Last but not least, transient dynamics also play a role in the functionality of the brain (e.g.

information processing) [110], and thus studying these processes could benefit from taking the Terminal Transient Phase into account.

3.2. Terminal Transient Phase of Chaotic Transients

Summary of Results

In this study, we reveal the existence of a transition zone in the state space between the chaotic dynamics and the non-chaotic attractor, that means before the self-termination of the dynamics, called the Terminal Transient Phase (TTP). We show in each of the six investigated models, that the region of the state space which corresponds to the TTP has a qualitatively different structure than the state space region which is governed by the previous chaotic dynamics. That means, the state space before the collapse of the chaotic dynamics is different then before, (Fig. 3.17), and it should therefore in principle be possible to develop proper observables which can predict the upcoming self-termination.

"Terminal Transient Phase"

Figure 3.17: The (schematic) state space, depicting the conclusion of the study “Terminal Transient Phase of Chaotic Transients”. The difference of the state space structure between the Terminal Transient Phase (TTP) and the chaotic dynamics before the TTP is illustrated here by the red and blue color of an exemplary trajectory.

Since the TTP occurs in systems with very distinct dynamics, we believe that it is a general feature of transient dynamics.
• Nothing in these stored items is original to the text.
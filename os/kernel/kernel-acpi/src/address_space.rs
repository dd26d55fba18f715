use core::fmt;

/// ACPI address space identifier of an `OperationRegion`.
///
/// The numbering follows the `RegionSpace` byte encoded in the AML
/// `DefOpRegion` term. `0x0C..=0x7E` are reserved by ACPI and
/// `0x80..=0xFF` belong to OEMs.
#[derive(Debug, Copy, Clone, PartialEq, Eq, Hash, PartialOrd, Ord)]
pub enum AddressSpace {
    /// `0x00`: physical memory, including MMIO.
    SystemMemory,
    /// `0x01`: the x86 I/O port space.
    SystemIo,
    /// `0x02`: PCI configuration space of the enclosing device.
    PciConfig,
    /// `0x03`: embedded controller.
    EmbeddedControl,
    /// `0x04`: `SMBus`.
    SmBus,
    /// `0x05`: CMOS / RTC RAM.
    SystemCmos,
    /// `0x06`: memory or I/O behind a PCI BAR.
    PciBarTarget,
    /// `0x07`: IPMI.
    Ipmi,
    /// `0x08`: general purpose I/O.
    GeneralPurposeIo,
    /// `0x09`: generic serial bus (I²C, SPI, UART).
    GenericSerialBus,
    /// `0x0A`: platform communications channel.
    Pcc,
    /// `0x0B`: platform runtime mechanism.
    Prm,
    /// `0x7F`: functional fixed hardware.
    FixedHardware,
    /// `0x0C..=0x7E`.
    Reserved(u8),
    /// `0x80..=0xFF`.
    Oem(u8),
}

impl AddressSpace {
    #[must_use]
    pub const fn from_id(id: u8) -> Self {
        match id {
            0x00 => Self::SystemMemory,
            0x01 => Self::SystemIo,
            0x02 => Self::PciConfig,
            0x03 => Self::EmbeddedControl,
            0x04 => Self::SmBus,
            0x05 => Self::SystemCmos,
            0x06 => Self::PciBarTarget,
            0x07 => Self::Ipmi,
            0x08 => Self::GeneralPurposeIo,
            0x09 => Self::GenericSerialBus,
            0x0A => Self::Pcc,
            0x0B => Self::Prm,
            0x7F => Self::FixedHardware,
            0x80..=0xFF => Self::Oem(id),
            _ => Self::Reserved(id),
        }
    }

    /// The raw identifier as it appears in AML.
    #[must_use]
    pub const fn id(self) -> u8 {
        match self {
            Self::SystemMemory => 0x00,
            Self::SystemIo => 0x01,
            Self::PciConfig => 0x02,
            Self::EmbeddedControl => 0x03,
            Self::SmBus => 0x04,
            Self::SystemCmos => 0x05,
            Self::PciBarTarget => 0x06,
            Self::Ipmi => 0x07,
            Self::GeneralPurposeIo => 0x08,
            Self::GenericSerialBus => 0x09,
            Self::Pcc => 0x0A,
            Self::Prm => 0x0B,
            Self::FixedHardware => 0x7F,
            Self::Reserved(id) | Self::Oem(id) => id,
        }
    }
}

impl From<u8> for AddressSpace {
    #[inline]
    fn from(value: u8) -> Self {
        Self::from_id(value)
    }
}

impl From<AddressSpace> for u8 {
    #[inline]
    fn from(value: AddressSpace) -> Self {
        value.id()
    }
}

impl fmt::Display for AddressSpace {
    fn fmt(&self, f: &mut fmt::Formatter<'_>) -> fmt::Result {
        match self {
            Self::SystemMemory => f.write_str("SystemMemory"),
            Self::SystemIo => f.write_str("SystemIO"),
            Self::PciConfig => f.write_str("PCI_Config"),
            Self::EmbeddedControl => f.write_str("EmbeddedControl"),
            Self::SmBus => f.write_str("SMBus"),
            Self::SystemCmos => f.write_str("SystemCMOS"),
            Self::PciBarTarget => f.write_str("PciBarTarget"),
            Self::Ipmi => f.write_str("IPMI"),
            Self::GeneralPurposeIo => f.write_str("GeneralPurposeIO"),
            Self::GenericSerialBus => f.write_str("GenericSerialBus"),
            Self::Pcc => f.write_str("PCC"),
            Self::Prm => f.write_str("PRM"),
            Self::FixedHardware => f.write_str("FFixedHW"),
            Self::Reserved(id) => write!(f, "Reserved(0x{id:02X})"),
            Self::Oem(id) => write!(f, "OEM(0x{id:02X})"),
        }
    }
}
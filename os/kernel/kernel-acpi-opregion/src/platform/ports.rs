//! # x86 I/O Port Access
//!
//! Thin wrappers around the `in` and `out` instructions for byte, word and
//! double-word transfers. The I/O port space is 16 bits wide and separate
//! from physical memory; there are no 64-bit port transfers.
//!
//! # Safety
//!
//! Every function here talks to hardware directly. Callers must uphold:
//! - **Privilege:** execute at CPL0 or hold I/O permission for the port,
//!   otherwise the CPU raises `#GP`.
//! - **Correct port:** the port must belong to the intended device. Firmware
//!   declares these ranges in `SystemIO` regions.
//! - **Ordering:** port I/O is ordered against other port I/O but is not a
//!   general memory fence.

/// Write one byte to an I/O port. Uses `out dx, al`.
///
/// # Safety
/// See the [module documentation](self).
#[inline]
pub unsafe fn outb(port: u16, val: u8) {
    unsafe {
        core::arch::asm!("out dx, al", in("dx") port, in("al") val, options(nomem, nostack, preserves_flags));
    }
}

/// Write one word to an I/O port. Uses `out dx, ax`.
///
/// # Safety
/// See the [module documentation](self).
#[inline]
pub unsafe fn outw(port: u16, val: u16) {
    unsafe {
        core::arch::asm!("out dx, ax", in("dx") port, in("ax") val, options(nomem, nostack, preserves_flags));
    }
}

/// Write one double word to an I/O port. Uses `out dx, eax`.
///
/// # Safety
/// See the [module documentation](self).
#[inline]
pub unsafe fn outl(port: u16, val: u32) {
    unsafe {
        core::arch::asm!("out dx, eax", in("dx") port, in("eax") val, options(nomem, nostack, preserves_flags));
    }
}

/// Read one byte from an I/O port. Uses `in al, dx`.
///
/// # Safety
/// See the [module documentation](self).
#[inline]
#[must_use]
pub unsafe fn inb(port: u16) -> u8 {
    let mut v: u8;
    unsafe {
        core::arch::asm!("in al, dx", in("dx") port, out("al") v, options(nomem, nostack, preserves_flags));
    }
    v
}

/// Read one word from an I/O port. Uses `in ax, dx`.
///
/// # Safety
/// See the [module documentation](self).
#[inline]
#[must_use]
pub unsafe fn inw(port: u16) -> u16 {
    let mut v: u16;
    unsafe {
        core::arch::asm!("in ax, dx", in("dx") port, out("ax") v, options(nomem, nostack, preserves_flags));
    }
    v
}

/// Read one double word from an I/O port. Uses `in eax, dx`.
///
/// # Safety
/// See the [module documentation](self).
#[inline]
#[must_use]
pub unsafe fn inl(port: u16) -> u32 {
    let mut v: u32;
    unsafe {
        core::arch::asm!("in eax, dx", in("dx") port, out("eax") v, options(nomem, nostack, preserves_flags));
    }
    v
}
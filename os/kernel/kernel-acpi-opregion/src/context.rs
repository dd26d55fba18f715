use alloc::boxed::Box;
use core::alloc::Layout;
use core::mem::MaybeUninit;
use kernel_acpi::RegionError;

/// Allocate storage for a region context without aborting on exhaustion.
///
/// Attach paths reserve their context first and fill it in once the
/// hardware resource has been acquired. Dropping the returned box on an
/// error path frees the storage without running any destructor.
pub(crate) fn try_box_uninit<T>() -> Result<Box<MaybeUninit<T>>, RegionError> {
    let layout = Layout::new::<T>();
    if layout.size() == 0 {
        return Ok(Box::new_uninit());
    }

    // SAFETY: `layout` has a non-zero size.
    let ptr = unsafe { alloc::alloc::alloc(layout) }.cast::<MaybeUninit<T>>();
    if ptr.is_null() {
        return Err(RegionError::OutOfMemory);
    }

    // SAFETY: `ptr` was allocated by the global allocator with the layout of
    // `T`, which `MaybeUninit<T>` shares.
    Ok(unsafe { Box::from_raw(ptr) })
}
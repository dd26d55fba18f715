use crate::RegionError;

/// Size of a single region access.
///
/// Each width maps to exactly one bus transaction of that size; a wider
/// request is never split into smaller ones.
#[repr(u8)]
#[derive(Debug, Copy, Clone, PartialEq, Eq, Hash, PartialOrd, Ord)]
pub enum AccessWidth {
    Byte = 1,
    Word = 2,
    DWord = 4,
    QWord = 8,
}

impl AccessWidth {
    /// Number of bytes covered by one access.
    #[inline]
    #[must_use]
    pub const fn bytes(self) -> u8 {
        self as u8
    }
}

impl TryFrom<u8> for AccessWidth {
    type Error = RegionError;

    /// # Errors
    /// [`RegionError::InvalidArgument`] for anything but 1, 2, 4 or 8.
    fn try_from(value: u8) -> Result<Self, Self::Error> {
        match value {
            1 => Ok(Self::Byte),
            2 => Ok(Self::Word),
            4 => Ok(Self::DWord),
            8 => Ok(Self::QWord),
            _ => Err(RegionError::InvalidArgument),
        }
    }
}
/// Why a firmware object could not be evaluated.
#[derive(Debug, Copy, Clone, PartialEq, Eq, thiserror::Error)]
pub enum EvaluationError {
    /// The object exists but evaluated to an unexpected type.
    #[error("unexpected object type")]
    TypeMismatch,
    /// The interpreter failed while evaluating the object.
    #[error("evaluation failed: {0}")]
    Failed(&'static str),
}

/// Result of evaluating an optional firmware object such as `_ADR` or `_SEG`.
///
/// Firmware routinely omits these objects, so callers usually collapse a
/// lookup to a default with [`Lookup::unwrap_or`]. Keeping the three outcomes
/// apart lets diagnostics tell "not provided" from "broken".
#[derive(Debug, Clone, PartialEq, Eq)]
pub enum Lookup<T> {
    Found(T),
    NotPresent,
    Failed(EvaluationError),
}

impl<T> Lookup<T> {
    #[inline]
    #[must_use]
    pub fn found(self) -> Option<T> {
        match self {
            Self::Found(value) => Some(value),
            Self::NotPresent | Self::Failed(_) => None,
        }
    }

    #[inline]
    pub fn unwrap_or(self, default: T) -> T {
        self.found().unwrap_or(default)
    }
}

impl<T> From<Option<T>> for Lookup<T> {
    fn from(value: Option<T>) -> Self {
        value.map_or(Self::NotPresent, Self::Found)
    }
}
use bitfield_struct::bitfield;
use core::fmt;

/// Location of a PCI function: segment group, bus, device and function.
///
/// `device` and `function` are kept one byte wide. Architecturally only five
/// and three bits are meaningful; the wider fields carry whatever `_ADR`
/// delivered (see [`DeviceAddress`]).
#[derive(Debug, Copy, Clone, Default, PartialEq, Eq, Hash, PartialOrd, Ord)]
pub struct PciAddress {
    pub segment: u16,
    pub bus: u8,
    pub device: u8,
    pub function: u8,
}

impl PciAddress {
    #[must_use]
    pub const fn new(segment: u16, bus: u8, device: u8, function: u8) -> Self {
        Self {
            segment,
            bus,
            device,
            function,
        }
    }
}

impl fmt::Display for PciAddress {
    fn fmt(&self, f: &mut fmt::Formatter<'_>) -> fmt::Result {
        write!(
            f,
            "{:04X}:{:02X}:{:02X}.{:X}",
            self.segment, self.bus, self.device, self.function
        )
    }
}

/// `_ADR` of a device on a PCI bus.
///
/// The high word holds the device number and the low word the function
/// number (`0xFFFF` meaning "all functions"). Each is taken as a full byte,
/// which is wider than the 5-bit device / 3-bit function fields of a PCI
/// address; the bits are passed on as-is.
#[bitfield(u64, order = Lsb)]
#[derive(PartialEq, Eq)]
pub struct DeviceAddress {
    /// Bits 0–7: function number.
    pub function: u8,

    // Bits 8–15: ignored.
    #[bits(8)]
    __: u8,

    /// Bits 16–23: device number.
    pub device: u8,

    // Bits 24–63: ignored.
    #[bits(40)]
    __: u64,
}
Hence, the existence of the transition zone significantly extends the general understanding of chaotic transients in the field of nonlinear dynamics.

Furthermore, the obtained results can also be relevant for possible applications, e.g. in the field of cardiac dynamics. An extended discussion of the results, including possible implications for applications can be found in the section “Discussion and Outlook” 4.1 on page 125.